Terça-feira, 20 de março de 2012


O Instituto de Pesos e Medidas (Ipem), órgão que fiscaliza os serviços e produtos em circulação no Estado, registrou um aumento no volume de suas atividades em 2011. O número de verificações de instrumentos de medição (como taxímetros, bombas de combustíveis e balanças) cresceu 23,58% em relação a 2010. Na fiscalização de produtos pré-medidos (medidos e pesados sem a presença do consumidor), houve aumento de 7,60% no número de pré-exames (exame inicial feito no próprio ponto de venda) e de 9,50% nos exames oficiais. Os instrumentos de medição são verificados periodicamente pelos fiscais do Ipem nos 399 municípios paranaenses. Caso não estejam em conformidade com os padrões pré-determinados, o responsável pelo equipamento pode ser multado. Em 2011, o instituto realizou 258.186 verificações metrológicas contra 208.917 em 2010. Depois de três anos com percentuais negativos, conseguimos realizar um bom trabalho no ano passado, afirma o presidente do órgão, Rubico Camargo. O Ipem também realizou no ano passado 204.512 pré-exames de produtos pré-medidos contra 190.067 no ano anterior. O número de exames oficiais de itens pré-medidos subiu de 13.719 em 2010 para 15.023 em 2011. Por outro lado, o número de produtos autuados caiu 3,12% em relação a 2010. Isso demonstra que o comerciante está começando a se acostumar com a presença dos fiscais do Ipem e mantém seus produtos dentro do padrão exigido pelo Inmetro, diz Camargo.
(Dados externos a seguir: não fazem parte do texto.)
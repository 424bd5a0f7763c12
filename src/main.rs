use actix_cors::Cors;
use actix_web::{middleware::Logger, web, App, HttpServer};
use anyhow::Context;
use env_logger::Env;
use log::info;

use stress_score_service::{routes, ModelState, ServiceConfig};

#[actix_rt::main]
async fn main() -> anyhow::Result<()> {
    env_logger::Builder::from_env(Env::default().default_filter_or("info")).init();

    let config = ServiceConfig::locate().context("cannot resolve the service location")?;
    let state = web::Data::new(ModelState::load(config.model_path()));

    let addr = config.bind_addr();
    info!("starting stress score service at {addr}");

    HttpServer::new(move || {
        let cors = Cors::default()
            .allow_any_origin()
            .allow_any_method()
            .allow_any_header();

        App::new()
            .app_data(state.clone())
            .wrap(cors)
            .wrap(Logger::default())
            .configure(routes::configure)
    })
    .bind(&addr)
    .with_context(|| format!("cannot bind {addr}"))?
    .run()
    .await?;

    info!("server stopped");
    Ok(())
}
A atual gestão tem trabalhado pela aproximação do órgão com a população para difundir temas ligados à defesa do consumidor, muitas vezes pouco abordados, completa. Segundo Camargo, quase todos os produtos comercializados em embalagens são pré-medidos (arroz, feijão, óleo, leite, papel higiênico, fio dental, caderno, pêssego em calda, cerveja, etc.). Não só alimentos, mas também outros produtos que são vendidos em embalagens fechadas, por quantidade, explica. Também faz parte do trabalho do instituto verificar e fiscalizar produtos que só podem ser comercializados se receberem o selo do Inmetro, produtos têxteis e veículos transportadores de produtos perigosos.